Ydessa Hendeles is that rare curator-artist gifted with talent. The Milliner’s Daughter at the Power Plant was an original curio with haunting depth, I doubt anyone in town has such imagination. It’s just like Emily Carr described: “Oh, God, what have I seen? Where have I been? Something has spoken to the very soul of me, wonderful, mighty, not of this world. Chords way down in my being have been touched. Dumb notes have struck chords of wonderful tone”. I use the word cultured, looking up at tall statues seemingly from ancient sandy Assyria, followed by a life sized Victorian lady in a bell jar, then Alice and the Cheshire cat. In other rooms wooden idols sit like ancient gods, polished over decades by the hand of thousands of child-like believers; actually they’re small to large wooden mannequins. There’s a child’s bicycle bell 30 times larger and huge reading glasses on a giant Lewis Carroll book. Feelings hover between twilight velvet and evening prayers, silver floors and silver nights.

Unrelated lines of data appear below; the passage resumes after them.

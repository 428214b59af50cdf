//! Read-only document model over a parsed HTML payload.
//!
//! The tree is never mutated. Tag stripping is expressed as a [`StripSet`]
//! view: walking the document with a strip set skips the hidden subtrees and
//! their text, so one parse serves both the pristine metadata lookups and the
//! boilerplate-free heuristic scans.

use crate::types::{AttrValue, Attributes, ExtractionHint, FieldKind};
use scraper::node::Node;
use scraper::{ElementRef, Html, Selector};
use std::sync::LazyLock;

static META: LazyLock<Selector> =
    LazyLock::new(|| Selector::parse("meta").expect("meta selector is valid"));

/// Attributes whose values are whitespace-separated token lists.
const MULTI_VALUED: [&str; 2] = ["class", "rel"];

/// A set of tag names hidden from a traversal.
#[derive(Debug, Clone, Copy)]
pub struct StripSet {
    tags: &'static [&'static str],
}

impl StripSet {
    /// Executable and embedded content only.
    pub const SCRIPTS: StripSet = StripSet {
        tags: &["script", "style", "noscript", "iframe"],
    };

    /// Scripts plus page chrome: head, navigation, links, lists and struck
    /// prices.
    pub const BOILERPLATE: StripSet = StripSet {
        tags: &[
            "script", "style", "noscript", "iframe", "head", "footer", "nav", "del", "header",
            "a", "ol", "ul", "li",
        ],
    };

    /// Nothing hidden.
    pub const NONE: StripSet = StripSet { tags: &[] };

    pub fn hides(&self, tag: &str) -> bool {
        self.tags.iter().any(|t| t.eq_ignore_ascii_case(tag))
    }
}

/// A parsed HTML document.
pub struct Document {
    html: Html,
}

impl Document {
    pub fn parse(html: &str) -> Self {
        Self {
            html: Html::parse_document(html),
        }
    }

    /// The `<html>` element.
    pub fn root(&self) -> ElementRef<'_> {
        self.html.root_element()
    }

    /// Every element visible under `strip`, depth-first in document order.
    pub fn elements(&self, strip: &StripSet) -> Vec<ElementRef<'_>> {
        visible_elements(self.root(), strip)
    }

    /// All `<meta>` elements in document order.
    pub fn metas(&self) -> impl Iterator<Item = ElementRef<'_>> {
        self.html.select(&META)
    }

    /// `content` of the first `<meta>` whose `attr` equals `value`.
    ///
    /// Missing element, missing `content` and blank `content` all give `None`.
    pub fn meta_content(&self, attr: &str, value: &str) -> Option<String> {
        self.metas()
            .find(|m| m.value().attr(attr) == Some(value))
            .and_then(|m| m.value().attr("content"))
            .map(|c| c.trim().to_string())
            .filter(|c| !c.is_empty())
    }

    /// First element matching a hint's tag and attributes.
    pub fn find_hinted(&self, hint: &ExtractionHint, strip: &StripSet) -> Option<ElementRef<'_>> {
        self.elements(strip)
            .into_iter()
            .find(|el| matches_hint(el, hint))
    }
}

/// Elements under (and including) `root`, skipping hidden subtrees.
pub fn visible_elements<'a>(root: ElementRef<'a>, strip: &StripSet) -> Vec<ElementRef<'a>> {
    let mut out = Vec::new();
    let mut stack = vec![root];
    while let Some(el) = stack.pop() {
        if strip.hides(el.value().name()) {
            continue;
        }
        out.push(el);
        let children: Vec<ElementRef<'a>> = el.children().filter_map(ElementRef::wrap).collect();
        stack.extend(children.into_iter().rev());
    }
    out
}

/// Raw text nodes under `root` that survive `strip`. Comments are never text.
pub fn text_nodes<'a>(root: ElementRef<'a>, strip: &StripSet) -> Vec<&'a str> {
    let mut out = Vec::new();
    collect_text(root, strip, &mut out);
    out
}

fn collect_text<'a>(el: ElementRef<'a>, strip: &StripSet, out: &mut Vec<&'a str>) {
    if strip.hides(el.value().name()) {
        return;
    }
    for child in el.children() {
        match child.value() {
            Node::Text(text) => out.push(&**text),
            Node::Element(_) => {
                if let Some(child_el) = ElementRef::wrap(child) {
                    collect_text(child_el, strip, out);
                }
            }
            _ => {}
        }
    }
}

/// Concatenated visible text, trimmed at both ends.
pub fn trimmed_text(el: ElementRef<'_>, strip: &StripSet) -> String {
    text_nodes(el, strip).concat().trim().to_string()
}

/// Visible text with every whitespace run collapsed to one space.
pub fn collapsed_text(el: ElementRef<'_>, strip: &StripSet) -> String {
    text_nodes(el, strip)
        .concat()
        .split_whitespace()
        .collect::<Vec<_>>()
        .join(" ")
}

/// Sum of the trimmed lengths of the visible text nodes, in characters.
pub fn text_len(el: ElementRef<'_>, strip: &StripSet) -> usize {
    text_nodes(el, strip)
        .iter()
        .map(|t| t.trim().chars().count())
        .sum()
}

/// A visible element with its depth and [`text_len`], from [`measure`].
#[derive(Debug, Clone, Copy)]
pub struct Measured<'a> {
    pub el: ElementRef<'a>,
    pub depth: usize,
    pub text_len: usize,
}

/// Every visible element under `root`, in document order, with depth and
/// visible text length filled in by a single post-order pass.
pub fn measure<'a>(root: ElementRef<'a>, strip: &StripSet) -> Vec<Measured<'a>> {
    let mut out = Vec::new();
    measure_into(root, depth(root), strip, &mut out);
    out
}

fn measure_into<'a>(
    el: ElementRef<'a>,
    depth: usize,
    strip: &StripSet,
    out: &mut Vec<Measured<'a>>,
) -> usize {
    if strip.hides(el.value().name()) {
        return 0;
    }
    let slot = out.len();
    out.push(Measured {
        el,
        depth,
        text_len: 0,
    });
    let mut len = 0;
    for child in el.children() {
        match child.value() {
            Node::Text(text) => len += text.trim().chars().count(),
            Node::Element(_) => {
                if let Some(child_el) = ElementRef::wrap(child) {
                    len += measure_into(child_el, depth + 1, strip, out);
                }
            }
            _ => {}
        }
    }
    out[slot].text_len = len;
    len
}

/// Distance from the document node; `<html>` is at depth 1.
pub fn depth(el: ElementRef<'_>) -> usize {
    el.ancestors().count()
}

pub fn tag_is(el: &ElementRef<'_>, tag: &str) -> bool {
    el.value().name().eq_ignore_ascii_case(tag)
}

pub fn has_attributes(el: &ElementRef<'_>) -> bool {
    el.value().attrs().next().is_some()
}

/// Whether `el` carries every hinted attribute with a matching value.
pub fn matches_hint(el: &ElementRef<'_>, hint: &ExtractionHint) -> bool {
    tag_is(el, &hint.tag)
        && hint.attributes.iter().all(|(name, expected)| {
            el.value()
                .attr(name)
                .map(|raw| expected.matches(raw))
                .unwrap_or(false)
        })
}

/// Typed attribute map of an element, in source order.
pub fn attributes(el: &ElementRef<'_>) -> Attributes {
    el.value()
        .attrs()
        .map(|(name, raw)| (name.to_string(), attr_value(name, raw)))
        .collect()
}

/// Attribute map with the per-instance attributes for `kind` removed.
pub fn cleaned_attributes(el: &ElementRef<'_>, kind: FieldKind) -> Attributes {
    let volatile = kind.volatile_attributes();
    el.value()
        .attrs()
        .filter(|(name, _)| !volatile.contains(name))
        .map(|(name, raw)| (name.to_string(), attr_value(name, raw)))
        .collect()
}

fn attr_value(name: &str, raw: &str) -> AttrValue {
    if MULTI_VALUED.contains(&name) {
        AttrValue::Set(raw.split_whitespace().map(str::to_string).collect())
    } else {
        AttrValue::Single(raw.to_string())
    }
}

#[cfg(test)]
mod tests {
    use super::*;
    use crate::types::AttrValue;

    const PAGE: &str = r#"
        <html><head><title>T</title><meta property="og:title" content="  Shoe  "></head>
        <body>
          <nav><span>Menu</span></nav>
          <div id="main" class="product main">
            <!-- hidden comment -->
            <h1>Red   Shoe</h1>
            <script>var x = "99 DT";</script>
            <ul><li>item</li></ul>
            <span>99 DT</span>
          </div>
        </body></html>
    "#;

    #[test]
    fn test_measure_agrees_with_per_element_helpers() {
        let doc = Document::parse(PAGE);
        for strip in [StripSet::NONE, StripSet::SCRIPTS, StripSet::BOILERPLATE] {
            let measured = measure(doc.root(), &strip);
            let elements = doc.elements(&strip);
            assert_eq!(measured.len(), elements.len());
            for (m, el) in measured.iter().zip(elements) {
                assert_eq!(m.el.id(), el.id());
                assert_eq!(m.depth, depth(el));
                assert_eq!(m.text_len, text_len(el, &strip));
            }
        }
    }

    #[test]
    fn test_depth_counts_from_document() {
        let doc = Document::parse(PAGE);
        assert_eq!(depth(doc.root()), 1);
        let body = doc
            .elements(&StripSet::NONE)
            .into_iter()
            .find(|e| tag_is(e, "body"))
            .unwrap();
        assert_eq!(depth(body), 2);
    }

    #[test]
    fn test_strip_view_hides_subtrees() {
        let doc = Document::parse(PAGE);
        let visible = doc.elements(&StripSet::BOILERPLATE);
        assert!(visible.iter().all(|e| !tag_is(e, "li") && !tag_is(e, "nav")));
        assert!(visible.iter().any(|e| tag_is(e, "span")));
        // The same tree still answers pristine lookups.
        assert!(doc.elements(&StripSet::NONE).iter().any(|e| tag_is(e, "li")));
    }

    #[test]
    fn test_text_skips_scripts_and_comments() {
        let doc = Document::parse(PAGE);
        let div = doc
            .elements(&StripSet::NONE)
            .into_iter()
            .find(|e| tag_is(e, "div"))
            .unwrap();
        let text = collapsed_text(div, &StripSet::BOILERPLATE);
        assert_eq!(text, "Red Shoe 99 DT");
        assert!(!text.contains("var x"));
        assert!(!text.contains("hidden comment"));
    }

    #[test]
    fn test_meta_content_trims_and_requires_value() {
        let doc = Document::parse(PAGE);
        assert_eq!(doc.meta_content("property", "og:title").as_deref(), Some("Shoe"));
        assert_eq!(doc.meta_content("property", "twitter:title"), None);
    }

    #[test]
    fn test_attributes_keep_order_and_split_class() {
        let doc = Document::parse(PAGE);
        let div = doc
            .elements(&StripSet::NONE)
            .into_iter()
            .find(|e| tag_is(e, "div"))
            .unwrap();
        let attrs = attributes(&div);
        let keys: Vec<&str> = attrs.keys().map(String::as_str).collect();
        assert_eq!(keys, vec!["id", "class"]);
        assert_eq!(
            attrs.get("class"),
            Some(&AttrValue::Set(vec!["product".into(), "main".into()]))
        );
        let cleaned = cleaned_attributes(&div, FieldKind::Price);
        assert!(!cleaned.contains_key("id"));
        assert!(cleaned.contains_key("class"));
    }

    #[test]
    fn test_find_hinted() {
        let doc = Document::parse(PAGE);
        let hint = ExtractionHint::from_json(r#"{"tag":"div","attributes":{"class":["product"]}}"#)
            .unwrap();
        let found = doc.find_hinted(&hint, &StripSet::NONE).unwrap();
        assert_eq!(found.value().attr("id"), Some("main"));

        let miss = ExtractionHint::from_json(r#"{"tag":"div","attributes":{"class":"sidebar"}}"#)
            .unwrap();
        assert!(doc.find_hinted(&miss, &StripSet::NONE).is_none());
    }
}
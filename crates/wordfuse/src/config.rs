//! Command-line and environment configuration for `wordfuse-server`.

use std::path::PathBuf;
use std::time::Duration;

use clap::Parser;
use wordfuse_dictionary::{HttpDictionary, Lexicon, WordList};
use wordfuse_fuse::FuseConfig;
use wordfuse_room::RoomConfig;
use wordfuse_session::SessionConfig;

use crate::WordfuseError;

/// wordfuse server - multiplayer word-bomb game over WebSocket
#[derive(Parser, Debug, Clone)]
#[command(name = "wordfuse-server", version, about)]
pub struct ServerArgs {
    /// Address to listen on
    #[arg(short, long, env = "WORDFUSE_BIND", default_value = "0.0.0.0:8080")]
    pub bind: String,

    /// Base URL of a dictionaryapi.dev-compatible lookup service
    #[arg(long, env = "WORDFUSE_DICTIONARY_URL", default_value = HttpDictionary::DEFAULT_URL)]
    pub dictionary_url: String,

    /// Newline-separated word file; replaces the HTTP dictionary when set
    #[arg(long, env = "WORDFUSE_WORD_LIST")]
    pub word_list: Option<PathBuf>,

    /// Shortest bomb fuse, in seconds
    #[arg(long, env = "WORDFUSE_MIN_BOMB_SECS", default_value_t = 5)]
    pub min_bomb_secs: u64,

    /// Longest bomb fuse, in seconds
    #[arg(long, env = "WORDFUSE_MAX_BOMB_SECS", default_value_t = 40)]
    pub max_bomb_secs: u64,

    /// How long a dictionary lookup may take, in milliseconds
    #[arg(long, env = "WORDFUSE_LOOKUP_TIMEOUT_MS", default_value_t = 3000)]
    pub lookup_timeout_ms: u64,

    /// Seconds of client silence before a connection is dropped
    #[arg(long, env = "WORDFUSE_IDLE_TIMEOUT_SECS", default_value_t = 90)]
    pub idle_timeout_secs: u64,

    /// Maximum simultaneous connections
    #[arg(long, env = "WORDFUSE_MAX_SESSIONS", default_value_t = 1024)]
    pub max_sessions: usize,
}

impl ServerArgs {
    pub fn lookup_timeout(&self) -> Duration {
        Duration::from_millis(self.lookup_timeout_ms)
    }

    pub fn room_config(&self) -> RoomConfig {
        RoomConfig {
            fuse: FuseConfig::new(self.min_bomb_secs, self.max_bomb_secs),
            lookup_timeout: self.lookup_timeout(),
            ..RoomConfig::default()
        }
        .validated()
    }

    pub fn session_config(&self) -> SessionConfig {
        SessionConfig {
            max_sessions: self.max_sessions,
            idle_timeout: Duration::from_secs(self.idle_timeout_secs.max(1)),
        }
    }

    /// Loads the word file if one is configured, otherwise points at the
    /// HTTP dictionary.
    pub async fn lexicon(&self) -> Result<Lexicon, WordfuseError> {
        match &self.word_list {
            Some(path) => {
                let list = WordList::load(path).await?;
                tracing::info!(path = %path.display(), words = list.len(), "using word list");
                Ok(list.into())
            }
            None => {
                let http = HttpDictionary::new(&self.dictionary_url, self.lookup_timeout())?;
                tracing::info!(url = %http.base_url(), "using HTTP dictionary");
                Ok(http.into())
            }
        }
    }
}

Neuroscientist Antonio Damasio’s studies of non-verbal language like Ydessa Hendeles’ work say that “every perceptual experience is accompanied by emotional coloration – an evaluation of subtle… art is not mere “cheesecake” for the mind. It is instead a cultural adaptation of great significance”. On that note, Ydessa Hendeles plays this installation like a virtuoso on a violin, any single room held the tone but together it’s a small symphony. This exegesis may sound bubbly but there’s no feedbag; everyone in that gallery was awed as the artwork yielded glimpses of its inner narrative.
From her wooden sleep… sitting in pews, hand sized to life sized wooden artists’ manikins two hundred to three hundred years old, polished dark brown figures like Emperor Qin’s terra cotta army. Hendeles sliced a moment in time to draw a slice of art, she almost defies some laws of nature to define the nature of art, it’s haunting. As haunting as the title THE BIRD THAT MADE THE BREEZE TO BLOW that gives me shivers. Ydessa was still tweaking the show at the last minute before opening, which is so cute; it’s a real love of art.
Miklos Legrady
Miklos Legrady is our Toronto Editor
Volume 32 no 3 Jan/Feb 2018 pp 31-32
Thank you for the interesting article which led me to discover and want to know more about Ydessa Hendeles’ work, which I was totally unfamiliar with.
Though just a start for me, the video contributed to what you wrote. Perhaps other readers, like me, would like to see Hendeles’ work from the Power Plant:
https://www.youtube.com/watch?v=52rlelMkrXY&feature=youtu.be
Loved the article about Ydessa Hendeles. What’s next for her?
More interesting than this exhibition is the life of Ydessa Hendeles. At only 69, I wonder what she will do next, and I’m really looking forward to it.
Ydessa Hendeles has an ongoing exhibition at the Kunsthalle Wien in Vienna with approximately 150 life-size wooden dolls. Wish I could see it!!